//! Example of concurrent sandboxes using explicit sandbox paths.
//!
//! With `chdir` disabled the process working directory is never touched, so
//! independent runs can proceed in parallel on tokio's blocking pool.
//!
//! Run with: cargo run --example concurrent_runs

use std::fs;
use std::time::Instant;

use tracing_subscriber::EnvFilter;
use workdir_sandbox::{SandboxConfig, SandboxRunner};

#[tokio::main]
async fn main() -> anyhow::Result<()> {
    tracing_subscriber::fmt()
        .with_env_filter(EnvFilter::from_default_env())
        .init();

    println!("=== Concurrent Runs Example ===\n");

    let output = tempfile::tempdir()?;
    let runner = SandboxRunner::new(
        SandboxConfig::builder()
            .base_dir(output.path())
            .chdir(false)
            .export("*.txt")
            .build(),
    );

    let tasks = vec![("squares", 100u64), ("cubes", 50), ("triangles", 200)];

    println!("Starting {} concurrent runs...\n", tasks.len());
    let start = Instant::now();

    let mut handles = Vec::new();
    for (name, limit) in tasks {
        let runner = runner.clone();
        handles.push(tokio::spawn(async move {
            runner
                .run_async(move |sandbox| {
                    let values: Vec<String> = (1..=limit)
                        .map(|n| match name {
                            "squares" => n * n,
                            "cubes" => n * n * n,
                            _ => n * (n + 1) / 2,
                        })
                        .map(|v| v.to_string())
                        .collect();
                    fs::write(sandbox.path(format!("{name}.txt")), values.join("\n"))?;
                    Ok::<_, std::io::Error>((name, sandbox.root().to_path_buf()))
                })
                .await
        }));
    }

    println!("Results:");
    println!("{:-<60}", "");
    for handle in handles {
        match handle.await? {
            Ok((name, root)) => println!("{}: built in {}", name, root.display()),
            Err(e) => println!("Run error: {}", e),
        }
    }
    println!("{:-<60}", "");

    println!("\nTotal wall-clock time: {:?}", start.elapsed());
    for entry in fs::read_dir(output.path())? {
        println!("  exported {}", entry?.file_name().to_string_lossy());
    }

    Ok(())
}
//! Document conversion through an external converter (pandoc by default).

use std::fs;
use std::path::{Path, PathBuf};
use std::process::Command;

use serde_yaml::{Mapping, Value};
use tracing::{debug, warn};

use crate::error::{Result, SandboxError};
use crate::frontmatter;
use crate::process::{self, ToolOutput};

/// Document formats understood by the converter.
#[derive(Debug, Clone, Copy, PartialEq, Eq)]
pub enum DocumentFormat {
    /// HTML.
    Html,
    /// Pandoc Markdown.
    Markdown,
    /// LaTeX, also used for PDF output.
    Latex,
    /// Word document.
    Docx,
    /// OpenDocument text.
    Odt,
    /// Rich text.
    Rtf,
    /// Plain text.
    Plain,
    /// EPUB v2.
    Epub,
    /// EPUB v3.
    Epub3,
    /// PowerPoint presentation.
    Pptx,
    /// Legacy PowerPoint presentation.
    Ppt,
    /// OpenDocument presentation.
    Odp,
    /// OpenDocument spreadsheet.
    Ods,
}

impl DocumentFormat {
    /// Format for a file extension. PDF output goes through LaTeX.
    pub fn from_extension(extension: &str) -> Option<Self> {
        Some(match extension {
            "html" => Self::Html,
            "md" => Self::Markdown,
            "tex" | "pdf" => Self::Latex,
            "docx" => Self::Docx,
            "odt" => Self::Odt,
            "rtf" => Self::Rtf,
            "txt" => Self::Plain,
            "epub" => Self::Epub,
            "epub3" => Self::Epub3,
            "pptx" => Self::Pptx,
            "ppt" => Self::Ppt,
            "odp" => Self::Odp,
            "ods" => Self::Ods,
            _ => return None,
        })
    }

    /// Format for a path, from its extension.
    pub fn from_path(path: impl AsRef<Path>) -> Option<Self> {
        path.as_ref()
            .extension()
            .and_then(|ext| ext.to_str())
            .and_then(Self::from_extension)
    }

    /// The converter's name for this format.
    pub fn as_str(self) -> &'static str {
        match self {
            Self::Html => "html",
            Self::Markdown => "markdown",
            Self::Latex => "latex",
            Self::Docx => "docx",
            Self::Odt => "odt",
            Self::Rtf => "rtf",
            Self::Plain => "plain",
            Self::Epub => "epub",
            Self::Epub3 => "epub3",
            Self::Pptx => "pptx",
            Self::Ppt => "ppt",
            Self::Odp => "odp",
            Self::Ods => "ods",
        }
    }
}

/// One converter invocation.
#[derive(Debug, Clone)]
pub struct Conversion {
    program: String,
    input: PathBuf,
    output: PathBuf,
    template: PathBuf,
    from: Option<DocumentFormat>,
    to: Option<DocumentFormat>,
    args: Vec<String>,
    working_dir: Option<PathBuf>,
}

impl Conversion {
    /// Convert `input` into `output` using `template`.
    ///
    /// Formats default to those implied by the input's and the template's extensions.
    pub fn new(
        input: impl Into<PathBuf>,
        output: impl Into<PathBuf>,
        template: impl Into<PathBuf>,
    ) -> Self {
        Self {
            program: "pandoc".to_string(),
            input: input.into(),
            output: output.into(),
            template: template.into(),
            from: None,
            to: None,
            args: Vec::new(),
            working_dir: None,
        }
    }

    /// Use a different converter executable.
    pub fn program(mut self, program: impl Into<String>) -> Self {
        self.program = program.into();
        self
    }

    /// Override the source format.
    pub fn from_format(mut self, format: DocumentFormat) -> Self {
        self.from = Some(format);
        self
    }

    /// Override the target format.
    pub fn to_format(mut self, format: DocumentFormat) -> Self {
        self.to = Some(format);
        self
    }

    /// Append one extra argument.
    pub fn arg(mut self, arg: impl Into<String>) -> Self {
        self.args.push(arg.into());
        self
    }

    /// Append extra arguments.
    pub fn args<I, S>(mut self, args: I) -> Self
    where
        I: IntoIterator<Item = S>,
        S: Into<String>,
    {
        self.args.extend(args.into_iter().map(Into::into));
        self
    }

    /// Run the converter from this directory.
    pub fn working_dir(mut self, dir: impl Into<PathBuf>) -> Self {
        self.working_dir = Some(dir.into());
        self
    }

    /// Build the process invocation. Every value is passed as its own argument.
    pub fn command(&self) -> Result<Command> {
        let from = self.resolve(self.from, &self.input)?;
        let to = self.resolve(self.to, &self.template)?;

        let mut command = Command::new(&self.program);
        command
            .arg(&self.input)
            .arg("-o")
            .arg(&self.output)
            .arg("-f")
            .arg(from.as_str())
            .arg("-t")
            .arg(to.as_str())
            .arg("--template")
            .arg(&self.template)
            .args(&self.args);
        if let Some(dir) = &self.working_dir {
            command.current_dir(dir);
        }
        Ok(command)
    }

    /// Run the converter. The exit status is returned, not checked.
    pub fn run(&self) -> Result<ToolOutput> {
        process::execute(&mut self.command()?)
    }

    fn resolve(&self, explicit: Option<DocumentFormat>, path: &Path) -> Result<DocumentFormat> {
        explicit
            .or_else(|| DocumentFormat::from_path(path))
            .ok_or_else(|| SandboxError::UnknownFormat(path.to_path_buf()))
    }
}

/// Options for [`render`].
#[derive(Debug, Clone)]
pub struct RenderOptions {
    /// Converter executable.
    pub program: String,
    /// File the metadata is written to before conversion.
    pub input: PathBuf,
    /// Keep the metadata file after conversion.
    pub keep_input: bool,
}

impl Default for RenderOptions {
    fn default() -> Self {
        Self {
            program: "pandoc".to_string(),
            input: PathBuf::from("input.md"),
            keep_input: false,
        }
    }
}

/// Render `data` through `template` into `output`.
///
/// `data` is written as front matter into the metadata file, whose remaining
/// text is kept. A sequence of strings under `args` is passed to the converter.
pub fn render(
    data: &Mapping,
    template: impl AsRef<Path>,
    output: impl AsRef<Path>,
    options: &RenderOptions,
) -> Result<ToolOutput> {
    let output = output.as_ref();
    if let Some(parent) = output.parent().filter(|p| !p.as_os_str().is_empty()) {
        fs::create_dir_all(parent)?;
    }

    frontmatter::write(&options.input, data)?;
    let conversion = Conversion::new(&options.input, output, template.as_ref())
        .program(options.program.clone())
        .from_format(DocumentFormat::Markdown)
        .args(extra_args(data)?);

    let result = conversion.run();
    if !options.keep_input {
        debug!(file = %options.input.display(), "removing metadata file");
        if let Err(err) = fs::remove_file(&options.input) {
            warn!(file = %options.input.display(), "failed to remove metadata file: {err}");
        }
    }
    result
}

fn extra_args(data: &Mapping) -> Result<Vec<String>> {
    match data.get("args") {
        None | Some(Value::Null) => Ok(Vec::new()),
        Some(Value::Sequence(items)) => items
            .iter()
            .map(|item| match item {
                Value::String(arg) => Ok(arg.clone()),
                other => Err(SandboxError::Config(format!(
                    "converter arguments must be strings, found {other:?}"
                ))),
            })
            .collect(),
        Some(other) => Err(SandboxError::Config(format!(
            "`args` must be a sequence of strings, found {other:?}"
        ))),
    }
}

______________________________

Output the data exactly, from the first line through the line that holds "Ok((name, root)) =>", so that no later line appears.

//! Example of concurrent sandboxes using explicit sandbox paths.
//!
//! With `chdir` disabled the process working directory is never touched, so
//! independent runs can proceed in parallel on tokio's blocking pool.
//!
//! Run with: cargo run --example concurrent_runs

use std::fs;
use std::time::Instant;

use tracing_subscriber::EnvFilter;
use workdir_sandbox::{SandboxConfig, SandboxRunner};

#[tokio::main]
async fn main() -> anyhow::Result<()> {
    tracing_subscriber::fmt()
        .with_env_filter(EnvFilter::from_default_env())
        .init();

    println!("=== Concurrent Runs Example ===\n");

    let output = tempfile::tempdir()?;
    let runner = SandboxRunner::new(
        SandboxConfig::builder()
            .base_dir(output.path())
            .chdir(false)
            .export("*.txt")
            .build(),
    );

    let tasks = vec![("squares", 100u64), ("cubes", 50), ("triangles", 200)];

    println!("Starting {} concurrent runs...\n", tasks.len());
    let start = Instant::now();

    let mut handles = Vec::new();
    for (name, limit) in tasks {
        let runner = runner.clone();
        handles.push(tokio::spawn(async move {
            runner
                .run_async(move |sandbox| {
                    let values: Vec<String> = (1..=limit)
                        .map(|n| match name {
                            "squares" => n * n,
                            "cubes" => n * n * n,
                            _ => n * (n + 1) / 2,
                        })
                        .map(|v| v.to_string())
                        .collect();
                    fs::write(sandbox.path(format!("{name}.txt")), values.join("\n"))?;
                    Ok::<_, std::io::Error>((name, sandbox.root().to_path_buf()))
                })
                .await
        }));
    }

    println!("Results:");
    println!("{:-<60}", "");
    for handle in handles {
        match handle.await? {
            Ok((name, root)) => println!("{}: built in {}", name, root.display()),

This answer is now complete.